I rated Lowe well enough to be an AB. Remember we were picking the likes of George Bridge above such players so theres no disputing a lot of bad decisions have been made by those last two coaches. Does a team like the ABs need a finicky winger who you have to adapt and change a lot of your style with to get benefit from? No, not really. But he still would have been a basic improvement on players like even Savea at the tail of his career, Bridge, and could even have converted into the answer of replacing Beauden at the back. Instead we persisted with NMS, Naholo, Havili, Reece, all players we would have cared even less about losing and all because Rieko had Lowe's number 11 jersey nailed down.


He was of course only 23 when he decided to leave, it was back in the beggining of the period they had started retaining players (from 2018 onwards I think, they came out saying theyre going to be more aggressive at some point). So he might, all of them, only just missed out.


The main point that Ed made is that situations like Lowe's, Aki's, JGP's, aren't going to happen in future. That's a bit of a "NZ" only problem, because those players need to reach such a high standard to be chosen by the All Blacks, were as a country like Ireland wants them a lot earlier like that. This is basically the 'ready in 3 years' concept Ireland relied on, versus the '5 years and they've left' concept' were that player is now ready to be chosen by the All Blacks (given a contract to play Super, ala SBW, and hopefully Manu).


The 'mercenary' thing that will take longer to expire, and which I was referring to, is the grandparents rule. The new kids coming through now aren't going to have as many gp born overseas, so the amount of players that can leave with a prospect of International rugby offer are going to drop dramatically at some point. All these kiwi fellas playing for a PI, is going to stop sadly.

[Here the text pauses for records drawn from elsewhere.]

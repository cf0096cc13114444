//! CLI command handlers
//!
//! # Modules
//!
//! - `simulate`: Generate a deterministic synthetic batch document
//! - `batch`: Run a batch document through the aggregator
//! - `project`: Project an ad-hoc trait vector
//! - `update`: Apply one direct trait update

pub mod batch;
pub mod project;
pub mod simulate;
pub mod update;

use clap::{Args, ValueEnum};
use tracing::error;

use life_engine::UpdateConfig;

use crate::error::{CliExitCode, CliResult};

/// Named starting points for the update constants.
#[derive(Debug, Clone, Copy, Default, PartialEq, Eq, ValueEnum)]
pub enum Preset {
    #[default]
    Default,
    FastAdaptation,
    Conservative,
}

impl Preset {
    pub fn config(self) -> UpdateConfig {
        match self {
            Preset::Default => UpdateConfig::default(),
            Preset::FastAdaptation => UpdateConfig::fast_adaptation(),
            Preset::Conservative => UpdateConfig::conservative(),
        }
    }
}

/// Overrides for individual update constants.
#[derive(Args, Debug, Clone, Default)]
pub struct UpdateOverrides {
    /// Step size for linear traits
    #[arg(long)]
    pub adaptation_rate: Option<f64>,

    /// Scale of the environmental factor in linear updates
    #[arg(long, allow_negative_numbers = true)]
    pub environment_weight: Option<f64>,

    /// Ceiling for saturating traits
    #[arg(long)]
    pub saturation_level: Option<f64>,

    /// Growth rate for saturating traits
    #[arg(long)]
    pub base_rate: Option<f64>,
}

impl UpdateOverrides {
    /// Overwrite the fields of `config` that were given on the command line.
    pub fn apply(&self, config: &mut UpdateConfig) {
        if let Some(v) = self.adaptation_rate {
            config.adaptation_rate = v;
        }
        if let Some(v) = self.environment_weight {
            config.environment_weight = v;
        }
        if let Some(v) = self.saturation_level {
            config.saturation_level = v;
        }
        if let Some(v) = self.base_rate {
            config.base_rate = v;
        }
    }

    pub fn is_empty(&self) -> bool {
        self.adaptation_rate.is_none()
            && self.environment_weight.is_none()
            && self.saturation_level.is_none()
            && self.base_rate.is_none()
    }
}

/// Parse a `name=value` pair.
pub fn parse_named_value(raw: &str) -> Result<(String, f64), String> {
    let (name, value) = raw
        .split_once('=')
        .ok_or_else(|| format!("expected name=value, got '{}'", raw))?;
    let name = name.trim();
    if name.is_empty() {
        return Err(format!("missing name in '{}'", raw));
    }
    let value: f64 = value
        .trim()
        .parse()
        .map_err(|e| format!("invalid value in '{}': {}", raw, e))?;
    Ok((name.to_string(), value))
}

/// Log a command failure and convert it to a process exit code.
pub(crate) fn finish(command: &str, result: CliResult<()>) -> i32 {
    match result {
        Ok(()) => CliExitCode::Success.code(),
        Err(e) => {
            error!(command, error = %e, "command failed");
            eprintln!("Error: {}", e);
            e.exit_code().code()
        }
    }
}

The new era problem that will replace those old concerns is now French and Japanese clubs (doing the same as NRL teams have done for decades by) picking kids out of school. The problem here is not so much a national identity one, than it is a farm system where 9 in 10 players are left with nothing. A stunted education and no support in a foreign country (well they'll get kicked out of those countries were they don't in Australia).


It's the same sort of situation were NZ would be the big guy, but there weren't many downsides with it. The only one I can think was brought up but a poster on this site, I can't recall who it was, but he seemed to know a lot of kids coming from the Islands weren't really given the capability to fly back home during school xms holidays etc. That is probably something that should be fixed by the union. Otherwise getting someone like Fakatava over here for his last year of school definitely results in NZ being able to pick the cherries off the top but it also allows that player to develop and be able to represent Tonga and under age and possibly even later in his career. Where as a kid being taken from NZ is arguably going to be worse off in every respect other than perhaps money. Not going to develop as a person, not going to develop as a player as much, so I have a lotof sympathy for NZs case that I don't include them in that group but I certainly see where you're coming from and it encourages other countries to think they can do the same while not realising they're making a much worse experience/situation.